Somali Piracy – Can Law of the Sea be an issue in child health?

Somali Piracy – Can Law of the Sea be an issue in child health?
Just last month, I was saddened to read several news reports describing how illegal overfishing by foreign fleets has severely depleted fish stocks within the national waters of Sierra Leone and Namibia. Apparently, declining harvests there have meant that once prosperous local communities are starving and fisherman can no longer feed their own families. According to some estimates, even fisher-families have had to cut back from three protein meals per day to one, with predictable consequences for nutrition status, general health and susceptibility to the usual gamut of childhood illnesses.
A few weeks later, we were all greeted with the story of the Sirius Star being hijacked off the horn of Africa. These two stories are not as disparate as might first appear to be the case.
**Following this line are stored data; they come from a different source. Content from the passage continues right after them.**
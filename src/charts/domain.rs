//! Y-axis domain selection resistant to outliers.

use crate::stats;
use serde::{Deserialize, Serialize};

#[derive(Debug, Clone, Copy, Default, PartialEq, Eq, Serialize, Deserialize)]
#[serde(rename_all = "snake_case")]
pub enum DomainStrategy {
    /// Weighted mix of the IQR-bounded range and the full range.
    #[default]
    Blend,
    Full,
    Iqr,
    StdDev,
}

#[derive(Debug, Clone, Serialize, Deserialize)]
pub struct DomainOptions {
    pub strategy: DomainStrategy,
    /// Weight of the IQR-bounded range under `Blend`; the full range gets the rest.
    pub blend_weight: f64,
    pub padding_ratio: f64,
    pub min_padding: f64,
    pub include_zero: bool,
    pub iqr_multiplier: f64,
    pub std_devs: f64,
}

impl Default for DomainOptions {
    fn default() -> Self {
        Self {
            strategy: DomainStrategy::Blend,
            blend_weight: 0.7,
            padding_ratio: 0.05,
            min_padding: 0.0,
            include_zero: false,
            iqr_multiplier: 1.5,
            std_devs: 2.0,
        }
    }
}

#[derive(Debug, Clone, PartialEq, Serialize, Deserialize)]
pub struct DomainStats {
    pub count: usize,
    pub min: f64,
    pub max: f64,
    pub mean: f64,
    pub median: f64,
    pub mode: f64,
    pub std_dev: f64,
    pub q1: f64,
    pub q3: f64,
    pub iqr: f64,
}

/// Descriptive statistics over the finite values; `None` if there are none.
pub fn domain_stats(values: &[f64]) -> Option<DomainStats> {
    let sorted = stats::sorted(values);
    let (min, max) = (*sorted.first()?, *sorted.last()?);
    let q1 = stats::percentile_sorted(&sorted, 0.25)?;
    let q3 = stats::percentile_sorted(&sorted, 0.75)?;
    Some(DomainStats {
        count: sorted.len(),
        min,
        max,
        mean: stats::mean(&sorted)?,
        median: stats::median_sorted(&sorted)?,
        mode: stats::binned_mode(&sorted)?,
        std_dev: stats::std_dev(&sorted)?,
        q1,
        q3,
        iqr: q3 - q1,
    })
}

pub fn smart_domain(values: &[f64], options: &DomainOptions) -> Option<(f64, f64)> {
    let s = domain_stats(values)?;

    let (lo, hi) = match options.strategy {
        DomainStrategy::Full => (s.min, s.max),
        DomainStrategy::Iqr => iqr_bounds(&s, options.iqr_multiplier),
        DomainStrategy::StdDev => (
            (s.mean - options.std_devs * s.std_dev).max(s.min),
            (s.mean + options.std_devs * s.std_dev).min(s.max),
        ),
        DomainStrategy::Blend => {
            let (ilo, ihi) = iqr_bounds(&s, options.iqr_multiplier);
            let w = options.blend_weight.clamp(0.0, 1.0);
            (w * ilo + (1.0 - w) * s.min, w * ihi + (1.0 - w) * s.max)
        }
    };

    let (mut lo, mut hi) = if lo.is_finite() && hi.is_finite() && lo <= hi {
        (lo, hi)
    } else {
        return Some(fallback(s.min, s.max));
    };

    if options.include_zero {
        lo = lo.min(0.0);
        hi = hi.max(0.0);
    }

    let range = hi - lo;
    let mut padding = (range * options.padding_ratio).max(options.min_padding);
    if range == 0.0 {
        padding = padding.max(1.0);
    }
    lo -= padding;
    hi += padding;
    if options.include_zero {
        // Padding must not push an all-positive or all-negative axis across zero.
        if s.min >= 0.0 {
            lo = lo.max(0.0);
        }
        if s.max <= 0.0 {
            hi = hi.min(0.0);
        }
    }

    if lo.is_finite() && hi.is_finite() && lo < hi {
        Some((lo, hi))
    } else {
        Some(fallback(s.min, s.max))
    }
}

/// IQR fences clipped to the observed range.
fn iqr_bounds(s: &DomainStats, k: f64) -> (f64, f64) {
    ((s.q1 - k * s.iqr).max(s.min), (s.q3 + k * s.iqr).min(s.max))
}

fn fallback(min: f64, max: f64) -> (f64, f64) {
    if min == max {
        return (min - 1.0, max + 1.0);
    }
    let margin = (max - min).abs() * 0.1;
    (min - margin, max + margin)
}

#[cfg(test)]
mod tests {
    use super::*;

    #[test]
    fn test_no_finite_values() {
        assert!(smart_domain(&[], &DomainOptions::default()).is_none());
        assert!(smart_domain(&[f64::NAN, f64::INFINITY], &DomainOptions::default()).is_none());
    }

    #[test]
    fn test_constant_series_gets_unit_padding() {
        let (lo, hi) = smart_domain(&[5.0, 5.0, 5.0], &DomainOptions::default()).unwrap();
        assert_eq!((lo, hi), (4.0, 6.0));
    }

    #[test]
    fn test_blend_pulls_in_outlier() {
        let mut values: Vec<f64> = (1..=100).map(|v| v as f64).collect();
        values.push(10_000.0);
        let full = smart_domain(
            &values,
            &DomainOptions {
                strategy: DomainStrategy::Full,
                ..Default::default()
            },
        )
        .unwrap();
        let blend = smart_domain(&values, &DomainOptions::default()).unwrap();
        assert!(blend.1 < full.1);
        assert!(blend.1 > 100.0);
        assert!(blend.0 < 1.0);
    }

    #[test]
    fn test_full_strategy_padding() {
        let options = DomainOptions {
            strategy: DomainStrategy::Full,
            ..Default::default()
        };
        let (lo, hi) = smart_domain(&[0.0, 100.0], &options).unwrap();
        assert_eq!((lo, hi), (-5.0, 105.0));
    }

    #[test]
    fn test_include_zero() {
        let options = DomainOptions {
            strategy: DomainStrategy::Full,
            include_zero: true,
            ..Default::default()
        };
        let (lo, hi) = smart_domain(&[50.0, 100.0], &options).unwrap();
        assert_eq!(lo, 0.0);
        assert_eq!(hi, 105.0);
    }

    #[test]
    fn test_stats() {
        let s = domain_stats(&[1.0, 2.0, 3.0, 4.0, f64::NAN]).unwrap();
        assert_eq!(s.count, 4);
        assert_eq!(s.median, 2.5);
        assert_eq!(s.q1, 1.75);
        assert_eq!(s.q3, 3.25);
        assert_eq!(s.iqr, 1.5);
    }
}
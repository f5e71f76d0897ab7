use std::path::Path;

use log::{debug, warn};
use serde::{Deserialize, Serialize};

use crate::particles::DEFAULT_PARTICLE_COUNT;

/// Runtime knobs read from an optional `portfolio.json` next to the
/// binary. Anything missing or malformed falls back to the defaults; a
/// broken config is never fatal.
#[derive(Clone, Debug, PartialEq, Serialize, Deserialize)]
#[serde(default)]
pub struct AppConfig {
    pub particle_count: usize,
    pub reduced_motion: bool,
    pub window_width: f32,
    pub window_height: f32,
}

impl Default for AppConfig {
    fn default() -> Self {
        Self {
            particle_count: DEFAULT_PARTICLE_COUNT,
            reduced_motion: false,
            window_width: 1100.0,
            window_height: 780.0,
        }
    }
}

impl AppConfig {
    pub fn load(path: &Path) -> Self {
        let raw = match std::fs::read_to_string(path) {
            Ok(raw) => raw,
            Err(_) => {
                debug!("no config at {}, using defaults", path.display());
                return Self::default();
            }
        };
        match serde_json::from_str(&raw) {
            Ok(config) => config,
            Err(error) => {
                warn!("ignoring malformed {}: {error}", path.display());
                Self::default()
            }
        }
    }
}
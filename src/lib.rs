pub mod assets;
pub mod config;
pub mod content;
pub mod filter;
pub mod motion;
pub mod nav;
pub mod particles;
pub mod reveal;
pub mod theme;
pub mod typewriter;
use log::warn;

/// Wildcard key matching every content group.
pub const ALL: &str = "all";

/// Fade-out length before a hidden group leaves the layout.
pub const TRANSITION_SECS: f64 = 0.3;
const HIDE_OFFSET: f32 = 20.0;

#[derive(Clone, Copy, Debug, PartialEq)]
enum Phase {
    Shown,
    Hiding { since: f64 },
    Hidden,
}

struct Group {
    category: String,
    phase: Phase,
}

/// What a content group should look like right now.
#[derive(Clone, Copy, Debug, PartialEq)]
pub struct GroupDisplay {
    /// False once the fade-out has finished and the group leaves layout.
    pub in_layout: bool,
    pub opacity: f32,
    pub offset_y: f32,
}

impl GroupDisplay {
    const SHOWN: GroupDisplay = GroupDisplay {
        in_layout: true,
        opacity: 1.0,
        offset_y: 0.0,
    };

    const GONE: GroupDisplay = GroupDisplay {
        in_layout: false,
        opacity: 0.0,
        offset_y: HIDE_OFFSET,
    };
}

/// Tab-based category filter over a fixed set of content groups. Exactly
/// one tab is active at a time; `"all"` shows everything.
pub struct TabFilter {
    tabs: Vec<String>,
    active: String,
    groups: Vec<Group>,
}

impl TabFilter {
    /// `categories` is one entry per content group. Tabs are the wildcard
    /// plus every distinct category, in first-seen order.
    pub fn new(categories: &[&str]) -> Self {
        let mut tabs = vec![ALL.to_owned()];
        for category in categories {
            if !tabs.iter().any(|t| t == category) {
                tabs.push((*category).to_owned());
            }
        }
        let groups = categories
            .iter()
            .map(|category| Group {
                category: (*category).to_owned(),
                phase: Phase::Shown,
            })
            .collect();
        Self {
            tabs,
            active: ALL.to_owned(),
            groups,
        }
    }

    pub fn tabs(&self) -> &[String] {
        &self.tabs
    }

    pub fn active(&self) -> &str {
        &self.active
    }

    /// Activate a tab. Re-selecting the active key is idempotent; unknown
    /// keys are ignored.
    pub fn select(&mut self, key: &str, now: f64) {
        if !self.tabs.iter().any(|t| t == key) {
            warn!("ignoring unknown filter key {key:?}");
            return;
        }
        if key == self.active {
            return;
        }
        for group in &mut self.groups {
            if key == ALL || group.category == key {
                group.phase = Phase::Shown;
            } else {
                match group.phase {
                    Phase::Shown => group.phase = Phase::Hiding { since: now },
                    // a finished fade settles into the hidden state
                    Phase::Hiding { since } if now - since >= TRANSITION_SECS => {
                        group.phase = Phase::Hidden;
                    }
                    // mid-fade or already gone; leave it be
                    Phase::Hiding { .. } | Phase::Hidden => {}
                }
            }
        }
        self.active = key.to_owned();
    }

    /// Display state of the group with the given category.
    pub fn display(&self, category: &str, now: f64) -> GroupDisplay {
        let Some(group) = self.groups.iter().find(|g| g.category == category) else {
            return GroupDisplay::SHOWN;
        };
        match group.phase {
            Phase::Shown => GroupDisplay::SHOWN,
            Phase::Hidden => GroupDisplay::GONE,
            Phase::Hiding { since } => {
                let t = ((now - since) / TRANSITION_SECS).clamp(0.0, 1.0) as f32;
                if t >= 1.0 {
                    GroupDisplay::GONE
                } else {
                    GroupDisplay {
                        in_layout: true,
                        opacity: 1.0 - t,
                        offset_y: HIDE_OFFSET * t,
                    }
                }
            }
        }
    }
}

#[cfg(test)]
mod tests {
    use super::*;
    use pretty_assertions::assert_eq;

    const CATEGORIES: [&str; 3] = ["web", "programming", "multimedia"];

    #[test]
    fn starts_with_everything_shown() {
        let filter = TabFilter::new(&CATEGORIES);
        assert_eq!(filter.active(), ALL);
        for category in CATEGORIES {
            assert_eq!(filter.display(category, 0.0), GroupDisplay::SHOWN);
        }
    }

    #[test]
    fn tabs_are_wildcard_plus_distinct_categories() {
        let filter = TabFilter::new(&["web", "web", "programming"]);
        assert_eq!(filter.tabs(), &["all", "web", "programming"]);
    }

    #[test]
    fn concrete_key_hides_everything_else_after_transition() {
        let mut filter = TabFilter::new(&CATEGORIES);
        filter.select("web", 1.0);
        assert_eq!(filter.display("web", 2.0), GroupDisplay::SHOWN);
        for category in ["programming", "multimedia"] {
            let display = filter.display(category, 2.0);
            assert!(!display.in_layout);
            assert_eq!(display.opacity, 0.0);
        }
    }

    #[test]
    fn hiding_groups_fade_through_the_transition() {
        let mut filter = TabFilter::new(&CATEGORIES);
        filter.select("web", 0.0);
        let display = filter.display("programming", 0.15);
        assert!(display.in_layout);
        assert!((display.opacity - 0.5).abs() < 1e-6);
        assert!((display.offset_y - 10.0).abs() < 1e-4);
    }

    #[test]
    fn selecting_all_restores_every_group() {
        let mut filter = TabFilter::new(&CATEGORIES);
        filter.select("multimedia", 0.0);
        filter.select(ALL, 5.0);
        for category in CATEGORIES {
            assert_eq!(filter.display(category, 5.0), GroupDisplay::SHOWN);
        }
    }

    #[test]
    fn reselecting_the_active_key_changes_nothing() {
        let mut filter = TabFilter::new(&CATEGORIES);
        filter.select("web", 0.0);
        let before: Vec<_> = CATEGORIES
            .iter()
            .map(|c| filter.display(c, 10.0))
            .collect();
        filter.select("web", 10.0);
        let after: Vec<_> = CATEGORIES
            .iter()
            .map(|c| filter.display(c, 10.0))
            .collect();
        assert_eq!(before, after);
    }

    #[test]
    fn unknown_key_is_ignored() {
        let mut filter = TabFilter::new(&CATEGORIES);
        filter.select("design", 0.0);
        assert_eq!(filter.active(), ALL);
        for category in CATEGORIES {
            assert_eq!(filter.display(category, 1.0), GroupDisplay::SHOWN);
        }
    }
}
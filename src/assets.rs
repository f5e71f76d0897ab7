use std::collections::hash_map::DefaultHasher;
use std::hash::{Hash, Hasher};
use std::path::Path;

use anyhow::{Context, Result};
use log::warn;

/// Decoded RGBA pixels, ready to upload as a texture.
pub struct RgbaPixels {
    pub width: usize,
    pub height: usize,
    pub pixels: Vec<u8>,
}

pub fn load_rgba(path: &Path) -> Result<RgbaPixels> {
    let decoded = image::open(path).with_context(|| format!("decoding {}", path.display()))?;
    let rgba = decoded.to_rgba8();
    Ok(RgbaPixels {
        width: rgba.width() as usize,
        height: rgba.height() as usize,
        pixels: rgba.into_raw(),
    })
}

/// Load an image, falling back to a generated placeholder when the file is
/// missing or undecodable. Load failure is a presentation fallback, not an
/// error the caller sees.
pub fn load_or_placeholder(path: &Path, width: usize, height: usize) -> RgbaPixels {
    match load_rgba(path) {
        Ok(pixels) => pixels,
        Err(error) => {
            warn!("{error:#}; using placeholder");
            let mut hasher = DefaultHasher::new();
            path.hash(&mut hasher);
            placeholder(width, height, hasher.finish())
        }
    }
}

/// Teal diagonal gradient standing in for a missing image. Deterministic
/// for a given seed and size; the seed nudges the end color so different
/// assets get visually distinct placeholders.
pub fn placeholder(width: usize, height: usize, seed: u64) -> RgbaPixels {
    let start = [0u8, 194, 168];
    let shift = (seed % 48) as i16 - 24;
    let end = [
        0u8,
        (166 + shift).clamp(90, 255) as u8,
        (147 + shift).clamp(90, 255) as u8,
    ];

    let mut pixels = Vec::with_capacity(width * height * 4);
    let span = (width + height).max(1) as f32;
    for y in 0..height {
        for x in 0..width {
            let t = (x + y) as f32 / span;
            for channel in 0..3 {
                let a = start[channel] as f32;
                let b = end[channel] as f32;
                pixels.push((a + (b - a) * t).round() as u8);
            }
            pixels.push(255);
        }
    }
    RgbaPixels {
        width,
        height,
        pixels,
    }
}

#[cfg(test)]
mod tests {
    use super::*;

    #[test]
    fn missing_file_falls_back_to_placeholder() {
        let pixels = load_or_placeholder(Path::new("definitely/not/here.png"), 8, 6);
        assert_eq!(pixels.width, 8);
        assert_eq!(pixels.height, 6);
        assert_eq!(pixels.pixels.len(), 8 * 6 * 4);
    }

    #[test]
    fn placeholder_is_deterministic_per_seed() {
        let a = placeholder(16, 16, 7);
        let b = placeholder(16, 16, 7);
        assert_eq!(a.pixels, b.pixels);
    }

    #[test]
    fn placeholder_seeds_produce_distinct_gradients() {
        let a = placeholder(16, 16, 1);
        let b = placeholder(16, 16, 40);
        assert_ne!(a.pixels, b.pixels);
    }

    #[test]
    fn placeholder_is_opaque() {
        let pixels = placeholder(4, 4, 0);
        for alpha in pixels.pixels.iter().skip(3).step_by(4) {
            assert_eq!(*alpha, 255);
        }
    }

    #[test]
    fn garbage_bytes_do_not_decode() {
        let dir = tempfile::tempdir().unwrap();
        let path = dir.path().join("broken.png");
        std::fs::write(&path, b"not an image").unwrap();
        assert!(load_rgba(&path).is_err());
    }
}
Make no mistake, piracy in the Gulf of Aden is a criminal conspiracy involving corrupt politicians, lawless warlords and heavily armed militia. Nevertheless, it would be a mistake to overlook its historical origins. It is easy to forget how unscrupulous European and Far Eastern governments allowed their commercial fishing fleets to essentially invade Somali waters, counting on the failure of its central government and the absence of effective policing, coast guard, or military resistance. When Somali fisherman cried foul, they were met with indifference from the international community. As noted above, recent reports indicate that precisely the same scenario is now unfolding in other locales, with consequences beyond just the question of national sovereignty.
Canadians, in particular, can therefore appreciate what prompted some Somali fisherman to borrow a page from our own playbook and seize European trawlers, imposing 'fines' in the form of ransom for their release. Lured by easy money, it was not long before their example attracted the attention of the warlords and their political cronies, who continued to cultivate the romantic myth of modern-day Robin Hoods. Before we scoff, we would do well to recall that our own history and popular culture continue to glorify shameless pirates (in recent fare, Clive Owen's Sir Walter Raleigh comes to mind :). The perception of hypocrisy is further reinforced when you consider that the story was barely newsworthy - despite 95 confirmed attacks in the Gulf of Aden in 2008 alone - until the Sirius Star dramatically revealed it as a threat to western oil supplies and commerce.
As long as wealthy western nations are perceived as hypocrites, the pirates will enjoy the protection of their local hosts, and there will be no practical military solution. And even if brute force were to pacify the Suez Canal zone and the Gulf of Aden, failure to achieve some form of global consensus on control of predatory commercial fishing fleets and the rescue of failed states will ensure no lasting solution to the problem, merely shifting the theater from Somalia to, say, Sierra Leone or the South China Sea.
Given our own history and status as a maritime nation, I would be delighted if Canada stood up to demonstrate global leadership on the issue. At the very least, we must resist the temptation to reduce the story to a mindless caricature of ‘cops and robbers’, as none of us can say how we might also react if forced to watch our children starve and our livelihoods vanish as the result of illegal predation. More to the point, the consequences of unrestrained overfishing on the health and well-being of local communities has important policy implications, where solutions are only possible through international cooperation and policing of commercial fleets. Though others may disagree, I am convinced that this will not happen unless we first identify the problem honestly and recognize the nature of the relationships between seemingly unrelated questions.